- Bronte Location within Regional Municipality of Halton Bronte Location within Southern Ontario
- Coordinates: 43°23′22″N 79°43′4″W﻿ / ﻿43.38944°N 79.71778°W
- Country: Canada
- Province: Ontario
- Regional municipality: Halton
- Town: Oakville
- Founded: 1834
- Time zone: UTC-5 (EST)
- • Summer (DST): UTC-4 (EDT)
- Forward sortation area: L
- Area codes: 905 and 289
- NTS Map: 030M05
- GNBC Code: FALWE

= Bronte, Ontario =

Bronte (BRON-tee) is the community that makes up much of the west end of Oakville, in Ontario, Canada. Twelve Mile Creek (known informally as Bronte Creek) flows through the middle of town and empties into Lake Ontario.
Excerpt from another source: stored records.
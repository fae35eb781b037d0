//! Axis-aligned bounding boxes for pixel regions.

use serde::{Deserialize, Serialize};

/// Axis-aligned bounding box in tile pixel coordinates.
///
/// Uses inclusive bounds: a pixel at (x, y) is inside if
/// `x_min <= x <= x_max` and `y_min <= y <= y_max`.
#[derive(Debug, Clone, Copy, Default, PartialEq, Eq)]
pub struct Aabb {
    pub x_min: usize,
    pub x_max: usize,
    pub y_min: usize,
    pub y_max: usize,
}

impl Aabb {
    #[inline]
    pub const fn new(x_min: usize, x_max: usize, y_min: usize, y_max: usize) -> Self {
        Self {
            x_min,
            x_max,
            y_min,
            y_max,
        }
    }

    /// Empty box with inverted bounds, ready for [`Aabb::include`].
    #[inline]
    pub const fn empty() -> Self {
        Self {
            x_min: usize::MAX,
            x_max: 0,
            y_min: usize::MAX,
            y_max: 0,
        }
    }

    #[inline]
    pub fn include(&mut self, x: usize, y: usize) {
        self.x_min = self.x_min.min(x);
        self.x_max = self.x_max.max(x);
        self.y_min = self.y_min.min(y);
        self.y_max = self.y_max.max(y);
    }

    #[inline]
    pub const fn width(&self) -> usize {
        self.x_max.saturating_sub(self.x_min) + 1
    }

    #[inline]
    pub const fn height(&self) -> usize {
        self.y_max.saturating_sub(self.y_min) + 1
    }

    #[inline]
    pub const fn contains(&self, x: usize, y: usize) -> bool {
        x >= self.x_min && x <= self.x_max && y >= self.y_min && y <= self.y_max
    }

    /// True when the box comes closer than `margin` pixels to any image edge.
    ///
    /// With `margin == 1` a box touching the outermost pixel row or column is
    /// near the border. Detection configs reject `margin == 0`.
    #[inline]
    pub fn near_border(&self, width: usize, height: usize, margin: usize) -> bool {
        self.x_min < margin
            || self.y_min < margin
            || self.x_max + margin >= width
            || self.y_max + margin >= height
    }

    /// Shifts the box into the global frame.
    #[inline]
    pub fn translate(&self, dx: i64, dy: i64) -> GlobalBox {
        GlobalBox {
            x_min: self.x_min as i64 + dx,
            x_max: self.x_max as i64 + dx,
            y_min: self.y_min as i64 + dy,
            y_max: self.y_max as i64 + dy,
        }
    }
}

/// Inclusive bounding box in the global (stitched) pixel frame. Coordinates
/// may be negative when a tile is placed left of or above the origin.
#[derive(Debug, Clone, Copy, PartialEq, Eq, Serialize, Deserialize)]
pub struct GlobalBox {
    pub x_min: i64,
    pub x_max: i64,
    pub y_min: i64,
    pub y_max: i64,
}

impl GlobalBox {
    #[inline]
    pub const fn width(&self) -> i64 {
        self.x_max - self.x_min + 1
    }

    #[inline]
    pub const fn height(&self) -> i64 {
        self.y_max - self.y_min + 1
    }

    #[inline]
    pub const fn area(&self) -> i64 {
        self.width() * self.height()
    }

    pub fn intersection(&self, other: &GlobalBox) -> Option<GlobalBox> {
        let b = GlobalBox {
            x_min: self.x_min.max(other.x_min),
            x_max: self.x_max.min(other.x_max),
            y_min: self.y_min.max(other.y_min),
            y_max: self.y_max.min(other.y_max),
        };
        (b.x_min <= b.x_max && b.y_min <= b.y_max).then_some(b)
    }

    pub fn union(&self, other: &GlobalBox) -> GlobalBox {
        GlobalBox {
            x_min: self.x_min.min(other.x_min),
            x_max: self.x_max.max(other.x_max),
            y_min: self.y_min.min(other.y_min),
            y_max: self.y_max.max(other.y_max),
        }
    }

    /// Intersection over union of the two boxes' pixel areas.
    pub fn iou(&self, other: &GlobalBox) -> f64 {
        let Some(inter) = self.intersection(other) else {
            return 0.0;
        };
        let inter = inter.area() as f64;
        let union = (self.area() + other.area()) as f64 - inter;
        if union <= 0.0 {
            0.0
        } else {
            inter / union
        }
    }
}
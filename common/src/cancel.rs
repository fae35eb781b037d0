use std::sync::atomic::{AtomicBool, Ordering};
use std::sync::Arc;

/// Cooperative cancellation flag shared between a controller and workers.
///
/// Workers poll [`CancelToken::is_cancelled`] at safe points; nothing is
/// interrupted mid-step.
#[derive(Debug, Clone, Default)]
pub struct CancelToken {
    flag: Arc<AtomicBool>,
}

impl CancelToken {
    pub fn new() -> Self {
        Self::default()
    }

    pub fn cancel(&self) {
        self.flag.store(true, Ordering::Release);
    }

    pub fn is_cancelled(&self) -> bool {
        self.flag.load(Ordering::Acquire)
    }
}
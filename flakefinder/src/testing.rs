//! Synthetic tiles for unit tests.

#![allow(dead_code)]

use rand::rngs::StdRng;
use rand::{Rng, SeedableRng};

use crate::classification::{SignatureTable, ThicknessSignature};
use crate::common::Rgb;
use crate::flake_detection::DetectionConfig;
use crate::image_source::{MicroscopeImage, TileInfo};

pub use common::log_setup::init_test_tracing as init_tracing;

pub const SUBSTRATE: Rgb = [0.55, 0.45, 0.60];
/// Contrast of a synthetic monolayer relative to [`SUBSTRATE`].
pub const MONOLAYER: Rgb = [-0.04, -0.07, -0.03];
/// Contrast of a synthetic bilayer relative to [`SUBSTRATE`].
pub const BILAYER: Rgb = [-0.10, -0.14, -0.07];

/// Rectangular flake with a constant contrast.
#[derive(Debug, Clone, Copy)]
pub struct SyntheticFlake {
    pub x: usize,
    pub y: usize,
    pub width: usize,
    pub height: usize,
    pub contrast: Rgb,
}

impl SyntheticFlake {
    pub fn square(x: usize, y: usize, side: usize, contrast: Rgb) -> Self {
        Self {
            x,
            y,
            width: side,
            height: side,
            contrast,
        }
    }

    fn contains(&self, x: usize, y: usize) -> bool {
        (self.x..self.x + self.width).contains(&x) && (self.y..self.y + self.height).contains(&y)
    }
}

#[derive(Debug, Clone)]
pub struct SyntheticTile {
    pub width: usize,
    pub height: usize,
    pub substrate: Rgb,
    /// Added to every channel, left edge to right edge.
    pub gradient: f32,
    /// Standard deviation of uniform-equivalent noise per channel.
    pub noise: f32,
    pub seed: u64,
    pub flakes: Vec<SyntheticFlake>,
}

impl SyntheticTile {
    pub fn new(width: usize, height: usize) -> Self {
        Self {
            width,
            height,
            substrate: SUBSTRATE,
            gradient: 0.0,
            noise: 0.0,
            seed: 7,
            flakes: Vec::new(),
        }
    }

    pub fn with_flake(mut self, flake: SyntheticFlake) -> Self {
        self.flakes.push(flake);
        self
    }

    pub fn with_noise(mut self, noise: f32, seed: u64) -> Self {
        self.noise = noise;
        self.seed = seed;
        self
    }

    pub fn with_gradient(mut self, gradient: f32) -> Self {
        self.gradient = gradient;
        self
    }

    pub fn pixels(&self) -> Vec<Rgb> {
        let mut rng = StdRng::seed_from_u64(self.seed);
        // Uniform noise in [-a, a] has sigma a / sqrt(3).
        let amplitude = self.noise * 3f32.sqrt();

        let mut pixels = Vec::with_capacity(self.width * self.height);
        for y in 0..self.height {
            for x in 0..self.width {
                let ramp = self.gradient * x as f32 / self.width.max(1) as f32;
                let mut p = self.substrate.map(|v| v + ramp);
                if let Some(flake) = self.flakes.iter().find(|f| f.contains(x, y)) {
                    for c in 0..3 {
                        p[c] += flake.contrast[c];
                    }
                }
                if amplitude > 0.0 {
                    for v in &mut p {
                        *v += rng.random_range(-amplitude..=amplitude);
                    }
                }
                pixels.push(p.map(|v| v.clamp(0.0, 1.0)));
            }
        }
        pixels
    }

    pub fn image(&self, tile: TileInfo) -> MicroscopeImage {
        MicroscopeImage::from_pixels(self.width, self.height, self.pixels(), 0.5, tile)
            .expect("synthetic tile dimensions match")
    }

    pub fn write_png(&self, path: &std::path::Path) {
        let pixels = self.pixels();
        let img = image::RgbImage::from_fn(self.width as u32, self.height as u32, |x, y| {
            let p = pixels[y as usize * self.width + x as usize];
            image::Rgb(p.map(|v| (v * 255.0).round() as u8))
        });
        img.save(path).expect("write synthetic png");
    }
}

/// Two-class table matching [`MONOLAYER`] and [`BILAYER`].
pub fn signature_table() -> SignatureTable {
    let around = |name: &str, layers: u32, c: Rgb, color: [u8; 3]| ThicknessSignature {
        name: name.to_string(),
        layers: Some(layers),
        min: c.map(|v| v - 0.02),
        max: c.map(|v| v + 0.02),
        color: Some(color),
    };
    SignatureTable {
        material: "WSe2".into(),
        substrate: "90nm SiO2".into(),
        normalization: Default::default(),
        tolerance: 0.02,
        classes: vec![
            around("monolayer", 1, MONOLAYER, [0, 255, 0]),
            around("bilayer", 2, BILAYER, [255, 160, 0]),
        ],
    }
}

/// Detection settings for clean synthetic tiles.
pub fn detection_config() -> DetectionConfig {
    DetectionConfig {
        smoothing_sigma: 0.0,
        contrast_threshold: 0.05,
        min_area: 20,
        ..Default::default()
    }
}
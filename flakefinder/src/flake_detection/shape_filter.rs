use serde::{Deserialize, Serialize};

use super::config::DetectionConfig;
use super::region::Region;

/// Rejection counts from shape filtering. A region is counted under the
/// first criterion it fails, checked in field order.
#[derive(Debug, Clone, Copy, Default, PartialEq, Eq, Serialize, Deserialize)]
pub struct ShapeFilterStats {
    pub too_small: usize,
    pub too_elongated: usize,
    pub at_border: usize,
}

impl ShapeFilterStats {
    pub fn rejected(&self) -> usize {
        self.too_small + self.too_elongated + self.at_border
    }
}

/// Drops regions that are too small, too elongated, or near the tile edge.
/// Surviving regions keep their order.
pub fn filter_regions(
    mut regions: Vec<Region>,
    config: &DetectionConfig,
    width: usize,
    height: usize,
) -> (Vec<Region>, ShapeFilterStats) {
    let mut stats = ShapeFilterStats::default();

    regions.retain(|region| {
        if region.area < config.min_area {
            stats.too_small += 1;
            false
        } else if region.aspect_ratio > config.max_aspect_ratio {
            stats.too_elongated += 1;
            false
        } else if region.bbox.near_border(width, height, config.border_margin) {
            stats.at_border += 1;
            false
        } else {
            true
        }
    });

    (regions, stats)
}
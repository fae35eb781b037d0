//! Shared pixel containers.

mod buffer2;

pub use buffer2::Buffer2;

/// One RGB sample, channels normalized to `[0, 1]` for raw images and
/// signed deltas for contrast images.
pub type Rgb = [f32; 3];

/// Rec. 709 luma weights.
pub const LUMA_WEIGHTS: Rgb = [0.2126, 0.7152, 0.0722];

#[inline]
pub fn luminance(rgb: Rgb) -> f32 {
    rgb[0] * LUMA_WEIGHTS[0] + rgb[1] * LUMA_WEIGHTS[1] + rgb[2] * LUMA_WEIGHTS[2]
}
Main roads include Bronte Road (north-south), Lakeshore Road West (east-west, parallel to Lake Ontario) and Rebecca Street (east-west). Streets in the business section include Lakeshore, Jones, Marine, and Ontario Street. Bronte is also accessed via a superhighway (the Queen Elizabeth Way) located to the north of the former village. Other main roads include Third Line, Speers Road and Burloak Drive to the west (the latter was named after the boundary of Burlington and Oakville).

Bronte is a former fishing village which became annexed in 1962 with the former Township of Trafalgar, forming the Town of Oakville, along with the other formerly autonomous communities, including Sheridan.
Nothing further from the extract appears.